[Dataset entries]

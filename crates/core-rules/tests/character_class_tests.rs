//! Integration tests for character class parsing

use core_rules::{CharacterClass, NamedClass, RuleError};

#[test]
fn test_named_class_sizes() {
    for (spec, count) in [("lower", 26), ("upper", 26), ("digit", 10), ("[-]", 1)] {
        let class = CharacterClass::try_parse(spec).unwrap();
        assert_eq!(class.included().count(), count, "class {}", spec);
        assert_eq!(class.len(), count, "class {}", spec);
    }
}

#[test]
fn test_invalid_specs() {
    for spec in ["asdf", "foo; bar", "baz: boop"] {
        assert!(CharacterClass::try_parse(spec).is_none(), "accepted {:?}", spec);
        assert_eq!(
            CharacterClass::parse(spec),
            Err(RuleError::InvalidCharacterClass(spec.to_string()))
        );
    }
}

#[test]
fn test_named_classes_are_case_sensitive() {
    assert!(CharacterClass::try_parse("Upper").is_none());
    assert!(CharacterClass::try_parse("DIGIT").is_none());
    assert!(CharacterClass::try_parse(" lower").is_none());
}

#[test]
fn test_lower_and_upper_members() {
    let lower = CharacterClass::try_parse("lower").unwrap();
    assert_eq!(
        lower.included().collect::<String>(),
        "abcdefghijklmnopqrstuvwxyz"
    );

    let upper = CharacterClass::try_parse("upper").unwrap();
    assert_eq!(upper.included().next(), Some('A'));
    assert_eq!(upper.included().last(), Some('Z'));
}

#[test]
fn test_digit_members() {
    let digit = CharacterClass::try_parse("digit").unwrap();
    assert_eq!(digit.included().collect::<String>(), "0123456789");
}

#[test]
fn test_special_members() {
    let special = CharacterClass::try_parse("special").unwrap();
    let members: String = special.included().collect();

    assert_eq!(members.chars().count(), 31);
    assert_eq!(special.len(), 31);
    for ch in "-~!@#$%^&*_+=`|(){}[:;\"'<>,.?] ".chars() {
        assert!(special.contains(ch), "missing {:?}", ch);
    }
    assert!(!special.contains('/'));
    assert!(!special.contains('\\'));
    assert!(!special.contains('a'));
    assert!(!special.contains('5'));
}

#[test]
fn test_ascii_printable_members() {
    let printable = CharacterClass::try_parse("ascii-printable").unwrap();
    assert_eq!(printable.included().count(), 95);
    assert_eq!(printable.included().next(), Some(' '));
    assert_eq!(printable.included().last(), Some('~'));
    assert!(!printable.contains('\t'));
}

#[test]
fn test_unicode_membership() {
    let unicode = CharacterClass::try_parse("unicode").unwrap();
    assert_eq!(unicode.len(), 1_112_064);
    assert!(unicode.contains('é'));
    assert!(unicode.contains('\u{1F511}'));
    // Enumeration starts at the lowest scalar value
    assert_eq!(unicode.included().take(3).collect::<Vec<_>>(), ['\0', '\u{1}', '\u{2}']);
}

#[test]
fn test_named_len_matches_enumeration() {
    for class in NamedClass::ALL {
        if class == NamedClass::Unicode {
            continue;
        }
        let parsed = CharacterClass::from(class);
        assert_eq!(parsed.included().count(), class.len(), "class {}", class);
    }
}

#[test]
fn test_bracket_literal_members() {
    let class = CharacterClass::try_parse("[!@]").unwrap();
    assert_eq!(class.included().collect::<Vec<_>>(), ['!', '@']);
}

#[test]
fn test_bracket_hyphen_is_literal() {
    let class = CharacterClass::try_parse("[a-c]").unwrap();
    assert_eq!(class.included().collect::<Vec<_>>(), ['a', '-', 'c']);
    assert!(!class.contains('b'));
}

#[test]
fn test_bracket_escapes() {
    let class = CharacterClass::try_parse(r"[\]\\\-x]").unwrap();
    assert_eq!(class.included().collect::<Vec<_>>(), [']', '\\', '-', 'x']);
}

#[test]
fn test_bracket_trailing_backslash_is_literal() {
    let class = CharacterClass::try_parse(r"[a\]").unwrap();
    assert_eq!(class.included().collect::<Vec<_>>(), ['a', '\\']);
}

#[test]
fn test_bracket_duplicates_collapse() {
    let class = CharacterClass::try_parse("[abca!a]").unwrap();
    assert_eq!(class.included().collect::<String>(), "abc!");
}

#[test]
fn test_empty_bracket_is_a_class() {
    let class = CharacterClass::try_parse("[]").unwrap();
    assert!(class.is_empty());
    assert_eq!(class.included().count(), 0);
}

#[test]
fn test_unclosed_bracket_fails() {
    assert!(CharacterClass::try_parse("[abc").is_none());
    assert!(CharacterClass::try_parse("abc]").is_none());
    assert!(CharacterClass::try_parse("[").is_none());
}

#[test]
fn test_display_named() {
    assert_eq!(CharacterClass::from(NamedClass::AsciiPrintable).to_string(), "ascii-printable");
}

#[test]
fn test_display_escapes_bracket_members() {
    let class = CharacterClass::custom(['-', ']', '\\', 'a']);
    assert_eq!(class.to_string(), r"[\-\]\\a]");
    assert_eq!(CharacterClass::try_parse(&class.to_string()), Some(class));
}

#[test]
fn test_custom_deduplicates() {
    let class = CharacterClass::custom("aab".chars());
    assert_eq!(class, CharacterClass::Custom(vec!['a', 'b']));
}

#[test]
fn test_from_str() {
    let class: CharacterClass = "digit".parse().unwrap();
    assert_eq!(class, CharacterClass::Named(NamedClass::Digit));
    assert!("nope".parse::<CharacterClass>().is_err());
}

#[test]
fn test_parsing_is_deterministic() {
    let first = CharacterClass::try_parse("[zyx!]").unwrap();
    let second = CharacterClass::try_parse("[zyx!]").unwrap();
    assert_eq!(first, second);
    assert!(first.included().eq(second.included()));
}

PROMPT
Nothing should be dropped. Retype each line above as it is.

SOLUTION TO THE PROBLEM
filename crates/core-rules/tests/character_class_tests.rs
//! Integration tests for character class parsing

use core_rules::{CharacterClass, NamedClass, RuleError};

#[test]
fn test_named_class_sizes() {
    for (spec, count) in [("lower", 26), ("upper", 26), ("digit", 10), ("[-]", 1)] {
        let class = CharacterClass::try_parse(spec).unwrap();
        assert_eq!(class.included().count(), count, "class {}", spec);
        assert_eq!(class.len(), count, "class {}", spec);
    }
}

#[test]
fn test_invalid_specs() {
    for spec in ["asdf", "foo; bar", "baz: boop"] {
        assert!(CharacterClass::try_parse(spec).is_none(), "accepted {:?}", spec);
        assert_eq!(
            CharacterClass::parse(spec),
            Err(RuleError::InvalidCharacterClass(spec.to_string()))
        );
    }
}

#[test]
fn test_named_classes_are_case_sensitive() {
    assert!(CharacterClass::try_parse("Upper").is_none());
    assert!(CharacterClass::try_parse("DIGIT").is_none());
    assert!(CharacterClass::try_parse(" lower").is_none());
}

#[test]
fn test_lower_and_upper_members() {
    let lower = CharacterClass::try_parse("lower").unwrap();
    assert_eq!(
        lower.included().collect::<String>(),
        "abcdefghijklmnopqrstuvwxyz"
    );

    let upper = CharacterClass::try_parse("upper").unwrap();
    assert_eq!(upper.included().next(), Some('A'));
    assert_eq!(upper.included().last(), Some('Z'));
}

#[test]
fn test_digit_members() {
    let digit = CharacterClass::try_parse("digit").unwrap();
    assert_eq!(digit.included().collect::<String>(), "0123456789");
}

#[test]
fn test_special_members() {
    let special = CharacterClass::try_parse("special").unwrap();
    let members: String = special.included().collect();

    assert_eq!(members.chars().count(), 31);
    assert_eq!(special.len(), 31);
    for ch in "-~!@#$%^&*_+=`|(){}[:;\"'<>,.?] ".chars() {
        assert!(special.contains(ch), "missing {:?}", ch);
    }
    assert!(!special.contains('/'));
    assert!(!special.contains('\\'));
    assert!(!special.contains('a'));
    assert!(!special.contains('5'));
}

#[test]
fn test_ascii_printable_members() {
    let printable = CharacterClass::try_parse("ascii-printable").unwrap();
    assert_eq!(printable.included().count(), 95);
    assert_eq!(printable.included().next(), Some(' '));
    assert_eq!(printable.included().last(), Some('~'));
    assert!(!printable.contains('\t'));
}

#[test]
fn test_unicode_membership() {
    let unicode = CharacterClass::try_parse("unicode").unwrap();
    assert_eq!(unicode.len(), 1_112_064);
    assert!(unicode.contains('é'));
    assert!(unicode.contains('\u{1F511}'));
    // Enumeration starts at the lowest scalar value
    assert_eq!(unicode.included().take(3).collect::<Vec<_>>(), ['\0', '\u{1}', '\u{2}']);
}

#[test]
fn test_named_len_matches_enumeration() {
    for class in NamedClass::ALL {
        if class == NamedClass::Unicode {
            continue;
        }
        let parsed = CharacterClass::from(class);
        assert_eq!(parsed.included().count(), class.len(), "class {}", class);
    }
}

#[test]
fn test_bracket_literal_members() {
    let class = CharacterClass::try_parse("[!@]").unwrap();
    assert_eq!(class.included().collect::<Vec<_>>(), ['!', '@']);
}

#[test]
fn test_bracket_hyphen_is_literal() {
    let class = CharacterClass::try_parse("[a-c]").unwrap();
    assert_eq!(class.included().collect::<Vec<_>>(), ['a', '-', 'c']);
    assert!(!class.contains('b'));
}

#[test]
fn test_bracket_escapes() {
    let class = CharacterClass::try_parse(r"[\]\\\-x]").unwrap();
    assert_eq!(class.included().collect::<Vec<_>>(), [']', '\\', '-', 'x']);
}

#[test]
fn test_bracket_trailing_backslash_is_literal() {
    let class = CharacterClass::try_parse(r"[a\]").unwrap();
    assert_eq!(class.included().collect::<Vec<_>>(), ['a', '\\']);
}

#[test]
fn test_bracket_duplicates_collapse() {
    let class = CharacterClass::try_parse("[abca!a]").unwrap();
    assert_eq!(class.included().collect::<String>(), "abc!");
}

#[test]
fn test_empty_bracket_is_a_class() {
    let class = CharacterClass::try_parse("[]").unwrap();
    assert!(class.is_empty());
    assert_eq!(class.included().count(), 0);
}

#[test]
fn test_unclosed_bracket_fails() {
    assert!(CharacterClass::try_parse("[abc").is_none());
    assert!(CharacterClass::try_parse("abc]").is_none());
    assert!(CharacterClass::try_parse("[").is_none());
}

#[test]
fn test_display_named() {
    assert_eq!(CharacterClass::from(NamedClass::AsciiPrintable).to_string(), "ascii-printable");
}

#[test]
fn test_display_escapes_bracket_members() {
    let class = CharacterClass::custom(['-', ']', '\\', 'a']);
    assert_eq!(class.to_string(), r"[\-\]\\a]");
    assert_eq!(CharacterClass::try_parse(&class.to_string()), Some(class));
}

#[test]
fn test_custom_deduplicates() {
    let class = CharacterClass::custom("aab".chars());
    assert_eq!(class, CharacterClass::Custom(vec!['a', 'b']));
}

#[test]
fn test_from_str() {
    let class: CharacterClass = "digit".parse().unwrap();
    assert_eq!(class, CharacterClass::Named(NamedClass::Digit));
    assert!("nope".parse::<CharacterClass>().is_err());
}

#[test]
fn test_parsing_is_deterministic() {
    let first = CharacterClass::try_parse("[zyx!]").unwrap();
    let second = CharacterClass::try_parse("[zyx!]").unwrap();
    assert_eq!(first, second);
    assert!(first.included().eq(second.included()));
}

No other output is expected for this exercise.